そして、注目すべきは、一年遅れて 870 年に対策を受験した菅原道真の問答博士を良香が勤めているのです。後に学問の神様と尊敬されることになる道真は、良香より十一歳ほど下ですから、さすがにその俊才ぶりが窺えますが、道真も少内記を経験し、従五位下に上ったのが、良香が 872 年で道真が 874 年で、従五位上に上ったのが道真が 879 年 1 月ですが、この年の 2 月に良香は亡くなりました。

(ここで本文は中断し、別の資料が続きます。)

use seed::{prelude::*, *};
use shared::{RouteRequest, RouteResponse, Waypoint};
use thiserror::Error;

/// Identity of one dispatched route computation. Tokens are handed out in
/// monotonically increasing order; only the token of the most recent dispatch
/// may touch shared state, which is what makes a slow stale response harmless.
#[derive(Debug, Clone, Copy, PartialEq, Eq)]
pub struct RequestToken(u64);

impl RequestToken {
    pub fn new(value: u64) -> Self {
        Self(value)
    }
}

/// What the planner hands to the fetch layer when it decides a route must be
/// computed: the wire payload plus the token its resolution will be matched
/// against.
#[derive(Debug, Clone, PartialEq)]
pub struct Dispatch {
    pub token: RequestToken,
    pub payload: RouteRequest,
}

#[derive(Debug, Clone, PartialEq, Error)]
pub enum RoutingError {
    #[error("el servidor devolvió una ruta sin puntos")]
    EmptyRoute,
    #[error("{0}")]
    ServerRejected(String),
    #[error("error de red: {0}")]
    Transport(String),
    #[error("la solicitud de ruta superó el tiempo de espera")]
    Timeout,
    #[error("se necesitan al menos dos puntos para calcular una ruta")]
    InsufficientWaypoints,
}

/// Normalized outcome of a successful route computation. Distance and time
/// stay in raw meters and minutes; unit conversion and rounding belong to the
/// view layer.
#[derive(Debug, Clone, PartialEq)]
pub struct RouteSummary {
    pub polyline: Vec<Waypoint>,
    pub distance_meters: f64,
    pub predicted_time_min: f64,
    pub client_latency_ms: u32,
    pub server_processing_ms: Option<u64>,
}

/// Posts the payload to the routing service and normalizes the answer. The
/// latency clock starts at dispatch and stops when the body has arrived, so
/// it covers network transit as seen from the widget.
pub async fn send(api_root: String, payload: RouteRequest) -> Result<RouteSummary, RoutingError> {
    let started = js_sys::Date::now();
    let request = Request::new(api_root)
        .method(Method::Post)
        .json(&payload)
        .map_err(|err| RoutingError::Transport(format!("{err:?}")))?;
    let raw = request
        .fetch()
        .await
        .map_err(|err| RoutingError::Transport(format!("{err:?}")))?;
    // The body is decoded regardless of HTTP status: a rejection may arrive
    // as a non-2xx whose body still carries `success: false` and a message.
    let response: RouteResponse = raw
        .json()
        .await
        .map_err(|err| RoutingError::Transport(format!("{err:?}")))?;
    let elapsed_ms = (js_sys::Date::now() - started).max(0.0) as u32;
    normalize(response, elapsed_ms)
}

/// Turns the raw wire response into a `RouteSummary`, requiring a truthy
/// success flag and a non-empty coordinate sequence.
pub fn normalize(
    response: RouteResponse,
    client_latency_ms: u32,
) -> Result<RouteSummary, RoutingError> {
    if !response.success {
        let message = response
            .message
            .unwrap_or_else(|| "solicitud rechazada por el servidor".to_string());
        return Err(RoutingError::ServerRejected(message));
    }
    let leg = response.route.ok_or(RoutingError::EmptyRoute)?;
    if leg.coordinates.is_empty() {
        return Err(RoutingError::EmptyRoute);
    }
    Ok(RouteSummary {
        polyline: leg.coordinates,
        distance_meters: leg.distance_meters,
        predicted_time_min: leg.predicted_time_min,
        client_latency_ms,
        server_processing_ms: response.processing_time_ms,
    })
}

#[cfg(test)]
mod tests {
    use super::*;
    use serde_json::json;

    fn parse(body: serde_json::Value) -> RouteResponse {
        serde_json::from_value(body).unwrap()
    }

    #[test]
    fn normalize_keeps_raw_meters_and_minutes() {
        let response = parse(json!({
            "success": true,
            "route": {
                "coordinates": [[-16.5, -68.19], [-16.505, -68.195], [-16.51, -68.2]],
                "distance_meters": 5000.0,
                "predicted_time_min": 12.0,
            },
            "processing_time_ms": 41,
        }));
        let summary = normalize(response, 180).unwrap();
        assert_eq!(summary.polyline.len(), 3);
        assert_eq!(summary.distance_meters, 5000.0);
        assert_eq!(summary.predicted_time_min, 12.0);
        assert_eq!(summary.client_latency_ms, 180);
        assert_eq!(summary.server_processing_ms, Some(41));
    }

    #[test]
    fn success_with_empty_coordinates_is_an_empty_route() {
        let response = parse(json!({
            "success": true,
            "route": { "coordinates": [], "distance_meters": 0.0, "predicted_time_min": 0.0 },
        }));
        assert_eq!(normalize(response, 50), Err(RoutingError::EmptyRoute));
    }

    #[test]
    fn success_without_route_is_an_empty_route() {
        let response = parse(json!({ "success": true }));
        assert_eq!(normalize(response, 50), Err(RoutingError::EmptyRoute));
    }

    #[test]
    fn rejection_carries_the_server_message() {
        let response = parse(json!({ "success": false, "message": "No se encontró ruta" }));
        assert_eq!(
            normalize(response, 50),
            Err(RoutingError::ServerRejected("No se encontró ruta".to_string()))
        );
    }

    #[test]
    fn rejection_without_message_gets_a_fallback() {
        let response = parse(json!({ "success": false }));
        match normalize(response, 50) {
            Err(RoutingError::ServerRejected(message)) => assert!(!message.is_empty()),
            other => panic!("expected ServerRejected, got {other:?}"),
        }
    }

    #[test]
    fn tokens_compare_by_issue_order() {
        assert_ne!(RequestToken::new(1), RequestToken::new(2));
        assert_eq!(RequestToken::new(7), RequestToken::new(7));
    }
}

年齢に大きな差はあるとはいえ、二人が官吏となってから十年ほどの間は、官吏としての実務能力は互角に近かったのではないでしょうか。家柄が重視されるこの時代、比較するさえ無意味なほどのハンディを背負いながら、あの道真と互角に近い能力を示した良香は、もっと評価されるべきのように思うのです。
ただ、政治力ということでは雲泥の差があったのでしょうか、この後、道真は目覚ましい昇進を遂げ右大臣にまで上り、やがて政争に巻き込まれ、数奇な生涯をたどることになります。
* さて、良香は、872 年に従五位下大内記に叙任され、貴族の仲間入りを果たします。父たちの願いが叶い、「外位」を付けられることはありませんでした。そして、875 年からは文書博士(大学寮の教官)を兼ねました。
漢詩漢文に優れ、詔勅・官符(カンプ・公文書)や対策の設問などを起草しました。漢詩は「和漢朗詠集」や「新撰朗詠集」に採録されており、各種の伝承も記録しており、富士登山の記録も残されているそうです。
* 871 年より編纂の始まった「日本文徳天皇実録」(六国史の第五にあたる歴史書)にも関与しましたが、完成直前の 879 年 2 月に死去しました。「日本文徳天皇実録」が完成したのは、その年の 11 月のことでした。
良香の四十五年の生涯(行年は四十六歳)は、当時の平均的な寿命から見れば、極めて短命ということではないのでしょうが、豊かな才能を開ききるには、短すぎたような気がしてなりません。
特に、政治家として昇進を重ねる菅原道真に対して、学問の道を歩き続けたであろう都良香の姿をせめてあと十年でも見せて欲しかったと思うのです。